Chroniqueuse baveuse à Radio-Canada, la deuxième vit en couple ouvert avec Paul-Émile (Mickaël Gouin), chargé de cours en sociologie à l’université. Écolos, ils roulent à vélo et ne veulent pas d’enfant. Pour sa part, la troisième, qui n’a pas oublié ses origines modestes, a fait sa marque dans le monde des finances et fréquente depuis peu Amber (Victoria Diamond), artiste anglophone branchée.

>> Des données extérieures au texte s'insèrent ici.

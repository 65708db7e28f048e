//! Grid-window construction for the calendar views.
//!
//! A window is a span of calendar days partitioned into Sunday-start weeks,
//! padded with out-of-range cells so every week is complete.

use crate::{intensity_level, DayBuckets, TaskDetail};
use chrono::{Datelike, Duration, Months, NaiveDate};

#[derive(Debug, Clone, Copy, PartialEq, Eq, serde::Serialize)]
#[serde(rename_all = "lowercase")]
pub enum ViewMode {
    Week,
    Month,
    Quarter,
    Year,
    Range,
}

impl ViewMode {
    pub fn all() -> &'static [ViewMode] {
        &[
            ViewMode::Week,
            ViewMode::Month,
            ViewMode::Quarter,
            ViewMode::Year,
            ViewMode::Range,
        ]
    }

    pub fn as_str(&self) -> &'static str {
        match self {
            ViewMode::Week => "week",
            ViewMode::Month => "month",
            ViewMode::Quarter => "quarter",
            ViewMode::Year => "year",
            ViewMode::Range => "range",
        }
    }

    /// Only week and month views page with an offset.
    pub fn pages(&self) -> bool {
        matches!(self, ViewMode::Week | ViewMode::Month)
    }
}

impl std::str::FromStr for ViewMode {
    type Err = ();

    fn from_str(s: &str) -> Result<Self, Self::Err> {
        match s.to_lowercase().as_str() {
            "week" => Ok(ViewMode::Week),
            "month" => Ok(ViewMode::Month),
            "quarter" => Ok(ViewMode::Quarter),
            "year" => Ok(ViewMode::Year),
            "range" => Ok(ViewMode::Range),
            _ => Err(()),
        }
    }
}

/// Which window to build. `offset` pages week/month views backward or
/// forward in whole weeks/months and is ignored by the other modes.
/// `range` supplies the inclusive bounds for [`ViewMode::Range`].
#[derive(Debug, Clone, Copy)]
pub struct GridRequest {
    pub mode: ViewMode,
    pub offset: i32,
    pub range: Option<(NaiveDate, NaiveDate)>,
}

impl GridRequest {
    pub fn new(mode: ViewMode) -> Self {
        Self {
            mode,
            offset: 0,
            range: None,
        }
    }

    pub fn with_offset(mode: ViewMode, offset: i32) -> Self {
        Self {
            mode,
            offset,
            range: None,
        }
    }

    pub fn range(start: NaiveDate, end: NaiveDate) -> Self {
        Self {
            mode: ViewMode::Range,
            offset: 0,
            range: Some((start, end)),
        }
    }
}

/// One rendered day. Value attribution is mutually exclusive by time
/// orientation: a future cell carries due values only, a past or current
/// cell carries activity and overdue values only.
#[derive(Debug, Clone, serde::Serialize)]
#[serde(rename_all = "camelCase")]
pub struct DayCell {
    pub date: NaiveDate,
    pub activity: u32,
    pub due: u32,
    pub overdue: u32,
    pub activity_intensity: u8,
    pub due_intensity: u8,
    pub overdue_intensity: u8,
    pub due_details: Vec<TaskDetail>,
    pub overdue_details: Vec<TaskDetail>,
    pub is_today: bool,
    pub is_future: bool,
    pub in_range: bool,
}

#[derive(Debug, Clone, serde::Serialize)]
#[serde(rename_all = "camelCase")]
pub struct GridWindow {
    pub mode: ViewMode,
    pub start: NaiveDate,
    pub end: NaiveDate,
    /// Sunday-start weeks of exactly 7 cells. Empty for a degenerate range.
    pub weeks: Vec<Vec<DayCell>>,
}

impl GridWindow {
    /// Build the window for `request` around an explicit `today`. A range
    /// request with `end < start` (or no bounds at all) yields an empty
    /// window rather than an error.
    pub fn build(request: GridRequest, today: NaiveDate, buckets: &DayBuckets) -> Self {
        let (start, end) = window_span(&request, today);
        if end < start {
            return Self {
                mode: request.mode,
                start,
                end,
                weeks: Vec::new(),
            };
        }

        let lead = start.weekday().num_days_from_sunday() as i64;
        let trail = 6 - end.weekday().num_days_from_sunday() as i64;
        let grid_start = start - Duration::days(lead);
        let grid_end = end + Duration::days(trail);

        // Each stream classifies against its own maximum over the window.
        let max_activity = buckets.activity.max_value_in(start, end);
        let max_due = buckets.due.max_value_in(start, end);
        let max_overdue = buckets.overdue.max_value_in(start, end);

        let mut weeks: Vec<Vec<DayCell>> = Vec::new();
        let mut week: Vec<DayCell> = Vec::with_capacity(7);
        let mut date = grid_start;
        while date <= grid_end {
            let is_future = date > today;
            let in_range = date >= start && date <= end;

            let (activity, overdue, due) = if is_future {
                (0, 0, buckets.due.value(date))
            } else {
                (
                    buckets.activity.value(date),
                    buckets.overdue.value(date),
                    0,
                )
            };

            let due_details = if is_future {
                buckets
                    .due
                    .get(date)
                    .map(|e| e.details.clone())
                    .unwrap_or_default()
            } else {
                Vec::new()
            };
            let overdue_details = if is_future {
                Vec::new()
            } else {
                buckets
                    .overdue
                    .get(date)
                    .map(|e| e.details.clone())
                    .unwrap_or_default()
            };

            week.push(DayCell {
                date,
                activity,
                due,
                overdue,
                activity_intensity: intensity_level(activity, max_activity),
                due_intensity: intensity_level(due, max_due),
                overdue_intensity: intensity_level(overdue, max_overdue),
                due_details,
                overdue_details,
                is_today: date == today,
                is_future,
                in_range,
            });

            if week.len() == 7 {
                weeks.push(week);
                week = Vec::with_capacity(7);
            }
            date += Duration::days(1);
        }

        Self {
            mode: request.mode,
            start,
            end,
            weeks,
        }
    }

    pub fn cells(&self) -> impl Iterator<Item = &DayCell> {
        self.weeks.iter().flat_map(|w| w.iter())
    }

    pub fn in_range_count(&self) -> usize {
        self.cells().filter(|c| c.in_range).count()
    }

    pub fn is_empty(&self) -> bool {
        self.weeks.is_empty()
    }
}

fn window_span(request: &GridRequest, today: NaiveDate) -> (NaiveDate, NaiveDate) {
    match request.mode {
        ViewMode::Week => {
            let back = today.weekday().num_days_from_sunday() as i64;
            let anchor = today - Duration::days(back);
            let start = anchor + Duration::weeks(request.offset as i64);
            (start, start + Duration::days(6))
        }
        ViewMode::Month => {
            let first = shift_months(today.with_day(1).unwrap_or(today), request.offset);
            (first, last_day_of_month(first))
        }
        ViewMode::Quarter => {
            let start_month = today.month0() / 3 * 3 + 1;
            let first = NaiveDate::from_ymd_opt(today.year(), start_month, 1).unwrap_or(today);
            let last_first = shift_months(first, 2);
            (first, last_day_of_month(last_first))
        }
        ViewMode::Year => {
            let first = NaiveDate::from_ymd_opt(today.year(), 1, 1).unwrap_or(today);
            let last = NaiveDate::from_ymd_opt(today.year(), 12, 31).unwrap_or(today);
            (first, last)
        }
        ViewMode::Range => match request.range {
            Some((start, end)) => (start, end),
            // No bounds supplied: degenerate, same as end < start.
            None => (today, today - Duration::days(1)),
        },
    }
}

fn shift_months(first: NaiveDate, offset: i32) -> NaiveDate {
    if offset >= 0 {
        first
            .checked_add_months(Months::new(offset as u32))
            .unwrap_or(first)
    } else {
        first
            .checked_sub_months(Months::new(offset.unsigned_abs()))
            .unwrap_or(first)
    }
}

fn last_day_of_month(first: NaiveDate) -> NaiveDate {
    shift_months(first, 1) - Duration::days(1)
}
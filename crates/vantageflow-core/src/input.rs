//! Task-export ingestion.
//!
//! Board exports are JSON files, each holding an array of task records.
//! Files are discovered by walking a data directory and parsed in
//! parallel; unreadable or malformed files are skipped with a warning so
//! one bad export never hides the rest.

use std::path::{Path, PathBuf};

use chrono::NaiveDate;
use rayon::prelude::*;
use serde::Deserialize;
use walkdir::WalkDir;

use crate::{ActivityStreams, DatedObservation, TaskDetail};

#[derive(Debug, thiserror::Error)]
pub enum InputError {
    #[error("failed to read {path}: {source}")]
    Io {
        path: PathBuf,
        #[source]
        source: std::io::Error,
    },
    #[error("failed to parse {path}: {source}")]
    Parse {
        path: PathBuf,
        #[source]
        source: serde_json::Error,
    },
}

/// One task as exported by the board. `completed_on` and `due_date` are
/// date-only; the export writes them as `YYYY-MM-DD`.
#[derive(Debug, Clone, Deserialize)]
#[serde(rename_all = "camelCase")]
pub struct TaskRecord {
    pub project: String,
    #[serde(default)]
    pub section: String,
    pub name: String,
    #[serde(default)]
    pub assignees: Vec<String>,
    #[serde(default)]
    pub due_date: Option<NaiveDate>,
    #[serde(default)]
    pub completed: bool,
    #[serde(default)]
    pub completed_on: Option<NaiveDate>,
}

impl TaskRecord {
    fn detail(&self) -> TaskDetail {
        TaskDetail {
            project: self.project.clone(),
            section: self.section.clone(),
            task: self.name.clone(),
            assignees: self.assignees.clone(),
        }
    }
}

/// Find export files (`*.json`) under `dir`, sorted for determinism.
pub fn scan_export_dir(dir: &Path) -> Vec<PathBuf> {
    let mut files: Vec<PathBuf> = WalkDir::new(dir)
        .follow_links(true)
        .into_iter()
        .filter_map(|entry| entry.ok())
        .filter(|entry| entry.file_type().is_file())
        .filter(|entry| {
            entry
                .path()
                .extension()
                .map(|ext| ext.eq_ignore_ascii_case("json"))
                .unwrap_or(false)
        })
        .map(|entry| entry.into_path())
        .collect();
    files.sort();
    files
}

pub fn parse_export_file(path: &Path) -> Result<Vec<TaskRecord>, InputError> {
    let content = std::fs::read_to_string(path).map_err(|source| InputError::Io {
        path: path.to_path_buf(),
        source,
    })?;
    serde_json::from_str(&content).map_err(|source| InputError::Parse {
        path: path.to_path_buf(),
        source,
    })
}

/// Parse every export file, skipping failures.
pub fn load_tasks(paths: &[PathBuf]) -> Vec<TaskRecord> {
    paths
        .par_iter()
        .filter_map(|path| match parse_export_file(path) {
            Ok(tasks) => Some(tasks),
            Err(err) => {
                tracing::warn!("skipping export file: {err}");
                None
            }
        })
        .flatten()
        .collect()
}

/// Group tasks into the three observation streams relative to `today`.
///
/// Completed tasks land in the activity stream on their completion day.
/// Open tasks with a due date split on orientation: due after today feeds
/// the due stream, due on or before today feeds the overdue stream. Open
/// tasks without a due date contribute nothing.
pub fn split_streams(tasks: &[TaskRecord], today: NaiveDate) -> ActivityStreams {
    let mut streams = ActivityStreams::default();

    for task in tasks {
        if task.completed {
            if let Some(day) = task.completed_on {
                streams
                    .activity
                    .push(DatedObservation::new(day, 1));
            }
            continue;
        }
        if let Some(due) = task.due_date {
            let obs = DatedObservation::with_detail(due, 1, task.detail());
            if due > today {
                streams.due.push(obs);
            } else {
                streams.overdue.push(obs);
            }
        }
    }

    streams
}

/// Convenience: scan, load, and split in one call.
pub fn load_streams(dir: &Path, today: NaiveDate) -> ActivityStreams {
    let files = scan_export_dir(dir);
    let tasks = load_tasks(&files);
    split_streams(&tasks, today)
}

#[cfg(test)]
mod tests {
    use super::*;
    use std::fs;

    fn date(s: &str) -> NaiveDate {
        s.parse().unwrap()
    }

    fn task(name: &str, due: Option<&str>, completed_on: Option<&str>) -> TaskRecord {
        TaskRecord {
            project: "Apollo".to_string(),
            section: "Sprint 12".to_string(),
            name: name.to_string(),
            assignees: vec!["dana".to_string()],
            due_date: due.map(date),
            completed: completed_on.is_some(),
            completed_on: completed_on.map(date),
        }
    }

    #[test]
    fn test_split_streams_orientation() {
        let today = date("2025-06-10");
        let tasks = vec![
            task("done yesterday", None, Some("2025-06-09")),
            task("done last week", Some("2025-06-03"), Some("2025-06-04")),
            task("due tomorrow", Some("2025-06-11"), None),
            task("due today counts as overdue", Some("2025-06-10"), None),
            task("long overdue", Some("2025-06-01"), None),
            task("no due date", None, None),
        ];

        let streams = split_streams(&tasks, today);
        assert_eq!(streams.activity.len(), 2);
        assert_eq!(streams.due.len(), 1);
        assert_eq!(streams.overdue.len(), 2);
        assert_eq!(streams.due[0].day, date("2025-06-11"));
        assert_eq!(streams.overdue[0].details[0].task, "due today counts as overdue");
    }

    #[test]
    fn test_completed_tasks_never_feed_due_streams() {
        let today = date("2025-06-10");
        // Completed with a future due date: stays out of the due stream.
        let tasks = vec![task("finished early", Some("2025-06-20"), Some("2025-06-08"))];
        let streams = split_streams(&tasks, today);
        assert!(streams.due.is_empty());
        assert!(streams.overdue.is_empty());
        assert_eq!(streams.activity.len(), 1);
    }

    #[test]
    fn test_parse_export_file_roundtrip() {
        let tmp = tempfile::tempdir().unwrap();
        let path = tmp.path().join("board.json");
        fs::write(
            &path,
            r#"[
                {
                    "project": "Apollo",
                    "section": "Sprint 12",
                    "name": "Ship login",
                    "assignees": ["dana", "lee"],
                    "dueDate": "2025-06-11",
                    "completed": false
                },
                {
                    "project": "Apollo",
                    "name": "Fix sync",
                    "completed": true,
                    "completedOn": "2025-06-09"
                }
            ]"#,
        )
        .unwrap();

        let tasks = parse_export_file(&path).unwrap();
        assert_eq!(tasks.len(), 2);
        assert_eq!(tasks[0].due_date, Some(date("2025-06-11")));
        assert_eq!(tasks[0].assignees, vec!["dana", "lee"]);
        assert_eq!(tasks[1].section, "");
        assert_eq!(tasks[1].completed_on, Some(date("2025-06-09")));
    }

    #[test]
    fn test_load_tasks_skips_malformed_files() {
        let tmp = tempfile::tempdir().unwrap();
        fs::write(tmp.path().join("good.json"), r#"[{"project":"A","name":"t"}]"#).unwrap();
        fs::write(tmp.path().join("bad.json"), "{ not json").unwrap();
        fs::write(tmp.path().join("notes.txt"), "ignored").unwrap();

        let files = scan_export_dir(tmp.path());
        assert_eq!(files.len(), 2);

        let tasks = load_tasks(&files);
        assert_eq!(tasks.len(), 1);
        assert_eq!(tasks[0].name, "t");
    }
}
mod daily;
mod footer;
mod grid;
mod header;
mod heatmap;
mod widgets;

use ratatui::prelude::*;
use ratatui::widgets::{Block, Borders, Paragraph};

use crate::tui::app::{App, Tab};

pub fn render(frame: &mut Frame, app: &mut App) {
    let area = frame.area();
    if area.width == 0 || area.height == 0 {
        return;
    }

    app.clear_click_areas();
    app.handle_resize(area.width, area.height);

    let chunks = Layout::default()
        .direction(Direction::Vertical)
        .constraints([
            Constraint::Length(3),
            Constraint::Min(0),
            Constraint::Length(4),
        ])
        .split(area);

    header::render(frame, app, chunks[0]);

    if app.data.loading {
        render_loading(frame, app, chunks[1]);
    } else if let Some(error) = app.data.error.clone() {
        render_error(frame, app, chunks[1], &error);
    } else {
        match app.current_tab {
            Tab::Heatmap => heatmap::render(frame, app, chunks[1]),
            Tab::Grid => grid::render(frame, app, chunks[1]),
            Tab::Daily => daily::render(frame, app, chunks[1]),
        }
    }

    footer::render(frame, app, chunks[2]);
}

fn render_loading(frame: &mut Frame, app: &App, area: Rect) {
    let block = Block::default()
        .borders(Borders::ALL)
        .border_style(Style::default().fg(app.theme.border))
        .style(Style::default().bg(app.theme.background));

    let inner = block.inner(area);
    frame.render_widget(block, area);

    let center = Layout::default()
        .direction(Direction::Vertical)
        .constraints([
            Constraint::Percentage(40),
            Constraint::Length(3),
            Constraint::Percentage(40),
        ])
        .split(inner)[1];

    let paragraph = Paragraph::new("Scanning board exports…")
        .style(Style::default().fg(app.theme.muted))
        .alignment(Alignment::Center);

    frame.render_widget(paragraph, center);
}

fn render_error(frame: &mut Frame, app: &App, area: Rect, error: &str) {
    let block = Block::default()
        .borders(Borders::ALL)
        .border_style(Style::default().fg(app.theme.border))
        .style(Style::default().bg(app.theme.background));

    let inner = block.inner(area);
    frame.render_widget(block, area);

    let center = Layout::default()
        .direction(Direction::Vertical)
        .constraints([
            Constraint::Percentage(40),
            Constraint::Length(3),
            Constraint::Percentage(40),
        ])
        .split(inner)[1];

    let text = format!("Error: {}", error);
    let paragraph = Paragraph::new(text)
        .style(Style::default().fg(Color::Red))
        .alignment(Alignment::Center);

    frame.render_widget(paragraph, center);
}
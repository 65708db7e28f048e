use ratatui::style::Color;

#[derive(Debug, Clone, Copy, PartialEq, Eq)]
pub enum ThemeName {
    Green,
    Amber,
    Violet,
    Teal,
    Monochrome,
}

impl ThemeName {
    pub fn all() -> &'static [ThemeName] {
        &[
            ThemeName::Green,
            ThemeName::Amber,
            ThemeName::Violet,
            ThemeName::Teal,
            ThemeName::Monochrome,
        ]
    }

    pub fn next(self) -> ThemeName {
        let themes = Self::all();
        let idx = themes.iter().position(|&t| t == self).unwrap_or(0);
        themes[(idx + 1) % themes.len()]
    }

    pub fn as_str(&self) -> &'static str {
        match self {
            ThemeName::Green => "green",
            ThemeName::Amber => "amber",
            ThemeName::Violet => "violet",
            ThemeName::Teal => "teal",
            ThemeName::Monochrome => "monochrome",
        }
    }
}

impl std::str::FromStr for ThemeName {
    type Err = ();

    fn from_str(s: &str) -> Result<Self, Self::Err> {
        match s.to_lowercase().as_str() {
            "green" => Ok(ThemeName::Green),
            "amber" => Ok(ThemeName::Amber),
            "violet" => Ok(ThemeName::Violet),
            "teal" => Ok(ThemeName::Teal),
            "monochrome" => Ok(ThemeName::Monochrome),
            _ => Err(()),
        }
    }
}

/// Five-step ramp indexed by intensity level 0..=4, plus accent colors
/// for the two open-task streams.
#[derive(Debug, Clone)]
pub struct Theme {
    pub name: ThemeName,
    pub colors: [Color; 5],
    pub background: Color,
    pub foreground: Color,
    pub border: Color,
    pub highlight: Color,
    pub muted: Color,
    pub selection: Color,
    pub due: Color,
    pub overdue: Color,
}

impl Theme {
    pub fn from_name(name: ThemeName) -> Self {
        let colors = match name {
            ThemeName::Green => [
                Color::Rgb(22, 27, 34),
                Color::Rgb(14, 68, 41),
                Color::Rgb(0, 109, 50),
                Color::Rgb(38, 166, 65),
                Color::Rgb(57, 211, 83),
            ],
            ThemeName::Amber => [
                Color::Rgb(22, 27, 34),
                Color::Rgb(82, 53, 0),
                Color::Rgb(133, 90, 0),
                Color::Rgb(191, 135, 0),
                Color::Rgb(250, 189, 47),
            ],
            ThemeName::Violet => [
                Color::Rgb(22, 27, 34),
                Color::Rgb(48, 25, 86),
                Color::Rgb(76, 40, 130),
                Color::Rgb(118, 74, 188),
                Color::Rgb(163, 119, 238),
            ],
            ThemeName::Teal => [
                Color::Rgb(22, 27, 34),
                Color::Rgb(0, 68, 68),
                Color::Rgb(0, 109, 109),
                Color::Rgb(38, 166, 154),
                Color::Rgb(57, 211, 196),
            ],
            ThemeName::Monochrome => [
                Color::Rgb(22, 27, 34),
                Color::Rgb(50, 55, 62),
                Color::Rgb(80, 85, 92),
                Color::Rgb(140, 145, 152),
                Color::Rgb(200, 205, 212),
            ],
        };

        Self {
            name,
            colors,
            background: Color::Rgb(13, 17, 23),
            foreground: Color::Rgb(201, 209, 217),
            border: Color::Rgb(48, 54, 61),
            highlight: colors[4],
            muted: Color::Rgb(139, 148, 158),
            selection: Color::Rgb(33, 42, 55),
            due: Color::Rgb(210, 168, 44),
            overdue: Color::Rgb(229, 83, 75),
        }
    }
}
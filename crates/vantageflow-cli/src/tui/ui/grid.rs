use ratatui::prelude::*;
use ratatui::widgets::{Block, Borders, Paragraph};
use vantageflow_core::DayCell;

use crate::tui::app::App;

const DAY_HEADER: &str = "  Su  Mo  Tu  We  Th  Fr  Sa";

pub fn render(frame: &mut Frame, app: &mut App, area: Rect) {
    let grid = match &app.grid {
        Some(g) => g.clone(),
        None => return,
    };

    let offset_note = if app.view_offset != 0 {
        format!(" ({:+})", app.view_offset)
    } else {
        String::new()
    };
    let title = format!(
        " {} {} – {}{} ",
        grid.mode.as_str(),
        grid.start.format("%Y-%m-%d"),
        grid.end.format("%Y-%m-%d"),
        offset_note
    );

    let block = Block::default()
        .borders(Borders::ALL)
        .border_style(Style::default().fg(app.theme.border))
        .title(Span::styled(
            title,
            Style::default()
                .fg(app.theme.highlight)
                .add_modifier(Modifier::BOLD),
        ))
        .style(Style::default().bg(app.theme.background));

    let inner = block.inner(area);
    frame.render_widget(block, area);

    if grid.weeks.is_empty() {
        let empty = Paragraph::new("Empty window")
            .style(Style::default().fg(app.theme.muted))
            .alignment(Alignment::Center);
        frame.render_widget(empty, inner);
        return;
    }

    // Calendar rows fit week and month windows; longer windows fall back
    // to the compact week-per-column strip.
    let calendar_height = grid.weeks.len() as u16 + 2;
    if calendar_height <= inner.height && inner.width >= DAY_HEADER.len() as u16 {
        render_calendar(frame, app, inner, &grid.weeks);
    } else {
        render_strip(frame, app, inner, &grid.weeks);
    }
}

fn render_calendar(frame: &mut Frame, app: &App, area: Rect, weeks: &[Vec<DayCell>]) {
    frame.render_widget(
        Paragraph::new(DAY_HEADER).style(Style::default().fg(app.theme.muted)),
        Rect::new(area.x, area.y, area.width, 1),
    );

    for (row, week) in weeks.iter().enumerate() {
        let y = area.y + 2 + row as u16;
        if y >= area.y + area.height {
            break;
        }

        let mut spans: Vec<Span> = Vec::new();
        for cell in week {
            spans.push(Span::raw("  "));
            let text = format!("{:>2}", chrono::Datelike::day(&cell.date));
            spans.push(Span::styled(text, cell_style(cell, app)));
        }

        frame.render_widget(
            Paragraph::new(Line::from(spans)),
            Rect::new(area.x, y, area.width, 1),
        );
    }
}

fn render_strip(frame: &mut Frame, app: &App, area: Rect, weeks: &[Vec<DayCell>]) {
    let max_weeks = (area.width.saturating_sub(1) / 2) as usize;
    let start_week = weeks.len().saturating_sub(max_weeks);

    for (col, week) in weeks.iter().skip(start_week).enumerate() {
        let x = area.x + 1 + (col as u16 * 2);
        for (day_idx, cell) in week.iter().enumerate() {
            let y = area.y + 1 + day_idx as u16;
            if x >= area.x + area.width || y >= area.y + area.height {
                continue;
            }

            let text = if cell.in_range { "██" } else { "· " };
            frame.render_widget(
                Paragraph::new(text).style(cell_style(cell, app)),
                Rect::new(x, y, 2, 1),
            );
        }
    }
}

fn cell_style(cell: &DayCell, app: &App) -> Style {
    if !cell.in_range {
        return Style::default().fg(Color::Rgb(70, 75, 82));
    }

    let mut style = if cell.overdue > 0 {
        Style::default()
            .fg(app.theme.overdue)
            .add_modifier(Modifier::BOLD)
    } else if cell.is_future && cell.due > 0 {
        Style::default().fg(app.theme.due)
    } else if cell.activity > 0 {
        Style::default().fg(app.theme.colors[cell.activity_intensity as usize])
    } else {
        Style::default().fg(app.theme.foreground)
    };

    if cell.is_today {
        style = style.add_modifier(Modifier::UNDERLINED | Modifier::BOLD);
    }

    style
}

Écoanxiété, précarité d’emploi, polyamour et parentalité sont au coeur des discussions à bâtons rompus de ces trentenaires. Très tôt, on sent chez les copines la crainte d’être jugée par les deux autres et de retomber dans la dynamique toxique de leur trio. Par sa mise en scène où elle met en valeur chaque acteur, Miryam Bouchard traduit parfaitement la fausse légèreté et la réelle fébrilité des retrouvailles. Grâce à de fluides mouvements de caméra, le groupe paraît être une entité à six têtes qui se meut dans un Montréal caniculaire sur des airs d’artistes mont-réalais — dont Drinking in L.A., de Bran Van 3000. L’alcool aidant, les esprits s’échauffent, les langues se délient. Puis une averse de grêle laisse présager que le pire est à venir.

Échanges corsés

 

Après le vernissage de l’exposition d’Amber et une soirée karaoké bien arrosée s’ensuit un cocktail dînatoire dans l’appartement luxueux de Sabina. Sous le regard vitreux du chien d’Amber, qui évoque le devin aveugle Tirésias, la soirée, de plus en plus anxiogène, aura des accents apocalyptiques.

Dans la veine des Qui a peur de Virginia Woolf ? (Edward Albee), Les beaux dimanches (Marcel Dubé), Cul sec (François Archambault), Le dieu du carnage (Yasmina Reza) et, bien sûr, Le déclin de l’empire américain (Denys Arcand), Lignes de fuite repose sur des rapports tendus entre amis, où malaises, malentendus et ressentiments donnent lieu à des joutes verbales épiques.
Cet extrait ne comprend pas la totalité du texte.